Available data
>>>
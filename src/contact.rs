use regex::Regex;
use serde::Deserialize;
use serde_json::Value;
use std::sync::LazyLock;
use thiserror::Error;
use url::form_urlencoded;

pub const DEFAULT_CONTACT_ENDPOINT: &str = "send_email.php";
pub const FORM_CONTENT_TYPE: &str = "application/x-www-form-urlencoded";
pub const SUCCESS_RESET_DELAY_MS: u32 = 5_000;
const REJECTED_FALLBACK_MESSAGE: &str = "Failed to send message.";

/// Browser whitespace: the `Zs` spaces plus tab, VT, FF, BOM and the four
/// line terminators. Unicode `\s` differs on U+0085 and U+FEFF.
const NOT_WHITESPACE_OR_AT: &str =
    r"[^\t\n\x0B\x0C\r \x{A0}\x{1680}\x{2000}-\x{200A}\x{2028}\x{2029}\x{202F}\x{205F}\x{3000}\x{FEFF}@]";

static EMAIL_PATTERN: LazyLock<Regex> = LazyLock::new(|| {
    let part = NOT_WHITESPACE_OR_AT;
    Regex::new(&format!(r"^{part}+@{part}+\.{part}+$")).expect("email pattern is a valid regex")
});

pub fn is_valid_email(value: &str) -> bool {
    EMAIL_PATTERN.is_match(value)
}

fn is_browser_whitespace(c: char) -> bool {
    matches!(
        c,
        '\t' | '\n'
            | '\u{0B}'
            | '\u{0C}'
            | '\r'
            | ' '
            | '\u{A0}'
            | '\u{1680}'
            | '\u{2000}'..='\u{200A}'
            | '\u{2028}'
            | '\u{2029}'
            | '\u{202F}'
            | '\u{205F}'
            | '\u{3000}'
            | '\u{FEFF}'
    )
}

fn is_blank(value: &str) -> bool {
    value.trim_matches(is_browser_whitespace).is_empty()
}

#[derive(Clone, Copy, Debug, PartialEq, Eq, Error)]
pub enum ValidationError {
    #[error("Please enter your name")]
    MissingName,
    #[error("Please enter a valid email address")]
    InvalidEmail,
    #[error("Please enter a subject")]
    MissingSubject,
    #[error("Please enter your message")]
    MissingMessage,
}

#[derive(Clone, Debug, PartialEq, Eq, Error)]
pub enum SubmitError {
    /// The endpoint answered but did not report success.
    #[error("{0}")]
    Rejected(String),
    #[error("Something went wrong. Please try again later.")]
    Transport,
}

#[derive(Clone, Copy, Debug, PartialEq, Eq)]
pub enum ContactField {
    Name,
    Email,
    Subject,
    Message,
}

/// Edits to the form fields, applied in dispatch order.
#[derive(Clone, Debug, PartialEq, Eq)]
pub enum ContactAction {
    SetField(ContactField, String),
    Reset,
}

#[derive(Clone, Debug, Default, PartialEq, Eq)]
pub struct ContactSubmission {
    pub name: String,
    pub email: String,
    pub subject: String,
    pub message: String,
}

impl ContactSubmission {
    pub fn set(&mut self, field: ContactField, value: String) {
        match field {
            ContactField::Name => self.name = value,
            ContactField::Email => self.email = value,
            ContactField::Subject => self.subject = value,
            ContactField::Message => self.message = value,
        }
    }

    pub fn validate(&self) -> Result<(), ValidationError> {
        if is_blank(&self.name) {
            return Err(ValidationError::MissingName);
        }

        if !is_valid_email(&self.email) {
            return Err(ValidationError::InvalidEmail);
        }

        if is_blank(&self.subject) {
            return Err(ValidationError::MissingSubject);
        }

        if is_blank(&self.message) {
            return Err(ValidationError::MissingMessage);
        }

        Ok(())
    }

    /// Returns the state after `action`, built on top of `self`.
    pub fn apply(&self, action: ContactAction) -> Self {
        match action {
            ContactAction::SetField(field, value) => {
                let mut next = self.clone();
                next.set(field, value);
                next
            }
            ContactAction::Reset => Self::default(),
        }
    }

    /// Fields are sent exactly as typed.
    pub fn to_form_body(&self) -> String {
        form_urlencoded::Serializer::new(String::new())
            .append_pair("name", &self.name)
            .append_pair("email", &self.email)
            .append_pair("subject", &self.subject)
            .append_pair("message", &self.message)
            .finish()
    }
}

#[derive(Clone, Debug, Default, PartialEq, Eq)]
pub struct ContactResponse {
    pub status: Option<String>,
    /// Already rendered as banner text; absent when the server sent a falsy value.
    pub message: Option<String>,
}

#[derive(Deserialize)]
struct ReplyFields {
    #[serde(default)]
    status: Value,
    #[serde(default)]
    message: Value,
}

impl ContactResponse {
    pub fn is_success(&self) -> bool {
        self.status.as_deref() == Some("success")
    }
}

/// `null`, `false`, `0` and `""` carry no message.
fn truthy_text(value: Value) -> Option<String> {
    match value {
        Value::Null | Value::Bool(false) => None,
        Value::String(text) if text.is_empty() => None,
        Value::String(text) => Some(text),
        Value::Number(number) if number.as_f64() == Some(0.0) => None,
        other => Some(other.to_string()),
    }
}

/// `None` means the body could not be read as a reply at all: invalid JSON
/// or a bare `null`. Any other JSON value is a reply, and only an object can
/// carry `status` and `message`.
pub fn parse_response(raw: &str) -> Option<ContactResponse> {
    let value: Value = serde_json::from_str(raw).ok()?;
    if value.is_null() {
        return None;
    }
    if !value.is_object() {
        return Some(ContactResponse::default());
    }

    let fields: ReplyFields = serde_json::from_value(value).ok()?;
    Some(ContactResponse {
        status: fields.status.as_str().map(str::to_owned),
        message: truthy_text(fields.message),
    })
}

pub fn interpret_response(
    http_ok: bool,
    response: Option<ContactResponse>,
) -> Result<ContactResponse, SubmitError> {
    let Some(response) = response else {
        return Err(SubmitError::Transport);
    };

    if http_ok && response.is_success() {
        return Ok(response);
    }

    let message = response
        .message
        .unwrap_or_else(|| REJECTED_FALLBACK_MESSAGE.to_string());

    Err(SubmitError::Rejected(message))
}

#[derive(Clone, Copy, Debug, Default, PartialEq, Eq)]
pub enum SubmitPhase {
    #[default]
    Editing,
    Sending,
    Sent,
}

impl SubmitPhase {
    pub fn accepts_submit(self) -> bool {
        matches!(self, Self::Editing)
    }

    pub fn button_busy(self) -> bool {
        matches!(self, Self::Sending)
    }

    pub fn form_visible(self) -> bool {
        !matches!(self, Self::Sent)
    }
}

#[cfg(test)]
mod tests {
    use super::*;

    fn filled() -> ContactSubmission {
        ContactSubmission {
            name: "Ada".to_string(),
            email: "ada@example.com".to_string(),
            subject: "Hello".to_string(),
            message: "Nice site".to_string(),
        }
    }

    #[test]
    fn complete_submission_validates() {
        assert_eq!(filled().validate(), Ok(()));
    }

    #[test]
    fn first_failing_field_is_reported() {
        let empty = ContactSubmission::default();
        assert_eq!(empty.validate(), Err(ValidationError::MissingName));

        let mut submission = filled();
        submission.email = "not-an-email".to_string();
        submission.subject = String::new();
        assert_eq!(submission.validate(), Err(ValidationError::InvalidEmail));
    }

    #[test]
    fn whitespace_only_fields_count_as_empty() {
        let mut submission = filled();
        submission.subject = "   ".to_string();
        assert_eq!(submission.validate(), Err(ValidationError::MissingSubject));

        submission.subject = "Hi".to_string();
        submission.message = "\n\t".to_string();
        assert_eq!(submission.validate(), Err(ValidationError::MissingMessage));
    }

    #[test]
    fn validation_messages_are_user_facing() {
        assert_eq!(ValidationError::MissingName.to_string(), "Please enter your name");
        assert_eq!(
            ValidationError::InvalidEmail.to_string(),
            "Please enter a valid email address"
        );
    }

    #[test]
    fn email_pattern_requires_user_domain_and_dot() {
        assert!(is_valid_email("a@b.co"));
        assert!(!is_valid_email("a@b"));
        assert!(!is_valid_email("@b.co"));
        assert!(!is_valid_email("a b@c.de"));
        assert!(!is_valid_email(" a@b.co"));
        assert!(!is_valid_email("a@@b.co"));
    }

    #[test]
    fn form_body_is_url_encoded_in_field_order() {
        let mut submission = filled();
        submission.message = "Hi & bye".to_string();

        assert_eq!(
            submission.to_form_body(),
            "name=Ada&email=ada%40example.com&subject=Hello&message=Hi+%26+bye"
        );
    }

    #[test]
    fn set_updates_only_the_named_field() {
        let mut submission = ContactSubmission::default();
        submission.set(ContactField::Subject, "Work".to_string());

        assert_eq!(submission.subject, "Work");
        assert!(submission.name.is_empty());
    }

    #[test]
    fn success_response_is_accepted() {
        let parsed = parse_response(r#"{"status":"success","message":"Sent"}"#);
        let result = interpret_response(true, parsed).expect("success response");

        assert_eq!(result.message.as_deref(), Some("Sent"));
    }

    #[test]
    fn error_status_surfaces_server_message() {
        let parsed = parse_response(r#"{"status":"error","message":"Mailer offline"}"#);

        assert_eq!(
            interpret_response(true, parsed),
            Err(SubmitError::Rejected("Mailer offline".to_string()))
        );
    }

    #[test]
    fn rejection_without_message_uses_fallback() {
        let parsed = parse_response(r#"{"status":"error","message":""}"#);
        assert_eq!(
            interpret_response(true, parsed),
            Err(SubmitError::Rejected("Failed to send message.".to_string()))
        );

        let missing_status = parse_response("{}");
        assert_eq!(
            interpret_response(true, missing_status),
            Err(SubmitError::Rejected("Failed to send message.".to_string()))
        );
    }

    #[test]
    fn http_failure_overrides_success_status() {
        let parsed = parse_response(r#"{"status":"success"}"#);

        assert!(matches!(
            interpret_response(false, parsed),
            Err(SubmitError::Rejected(_))
        ));
    }

    #[test]
    fn unparseable_body_is_a_transport_failure() {
        let parsed = parse_response("<html>502</html>");

        assert_eq!(parsed, None);
        assert_eq!(interpret_response(true, parsed), Err(SubmitError::Transport));
        assert_eq!(
            SubmitError::Transport.to_string(),
            "Something went wrong. Please try again later."
        );
    }

    #[test]
    fn array_body_is_rejected_not_accepted() {
        let parsed = parse_response(r#"["success"]"#);

        assert_eq!(parsed, Some(ContactResponse::default()));
        assert_eq!(
            interpret_response(true, parsed),
            Err(SubmitError::Rejected("Failed to send message.".to_string()))
        );
    }

    #[test]
    fn null_body_is_a_transport_failure() {
        let parsed = parse_response("null");

        assert_eq!(parsed, None);
        assert_eq!(interpret_response(true, parsed), Err(SubmitError::Transport));
    }

    #[test]
    fn non_string_message_is_shown_as_text() {
        let parsed = parse_response(r#"{"status":"error","message":42}"#);
        assert_eq!(
            interpret_response(true, parsed),
            Err(SubmitError::Rejected("42".to_string()))
        );

        let zero = parse_response(r#"{"status":"error","message":0}"#);
        assert_eq!(
            interpret_response(true, zero),
            Err(SubmitError::Rejected("Failed to send message.".to_string()))
        );
    }

    #[test]
    fn non_string_status_is_not_success() {
        let parsed = parse_response(r#"{"status":true,"message":"Queued"}"#);

        assert_eq!(
            interpret_response(true, parsed),
            Err(SubmitError::Rejected("Queued".to_string()))
        );
    }

    #[test]
    fn email_whitespace_follows_browser_rules() {
        assert!(is_valid_email("a\u{85}b@c.de"));
        assert!(!is_valid_email("\u{FEFF}a@b.co"));
        assert!(!is_valid_email("a\u{3000}b@c.de"));
        assert!(!is_valid_email("a@b.c\u{2028}o"));
    }

    #[test]
    fn byte_order_mark_alone_counts_as_empty() {
        let mut submission = filled();
        submission.name = "\u{FEFF}".to_string();
        assert_eq!(submission.validate(), Err(ValidationError::MissingName));

        submission.name = "Ada".to_string();
        submission.message = "\u{85}".to_string();
        assert_eq!(submission.validate(), Ok(()));
    }

    #[test]
    fn dispatched_field_edits_accumulate() {
        let start = ContactSubmission::default();
        let after_name = start.apply(ContactAction::SetField(ContactField::Name, "Ada".to_string()));
        let after_email = after_name.apply(ContactAction::SetField(
            ContactField::Email,
            "ada@example.com".to_string(),
        ));

        assert_eq!(after_email.name, "Ada");
        assert_eq!(after_email.email, "ada@example.com");
        assert_eq!(after_email.apply(ContactAction::Reset), ContactSubmission::default());
    }

    #[test]
    fn only_editing_phase_accepts_submit() {
        assert!(SubmitPhase::Editing.accepts_submit());
        assert!(!SubmitPhase::Sending.accepts_submit());
        assert!(!SubmitPhase::Sent.accepts_submit());
        assert!(SubmitPhase::Sending.button_busy());
        assert!(!SubmitPhase::Sent.form_visible());
    }
}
<<<
Count the lines in the listing where the string "Hello" appears, and give only the count.

Written solution
2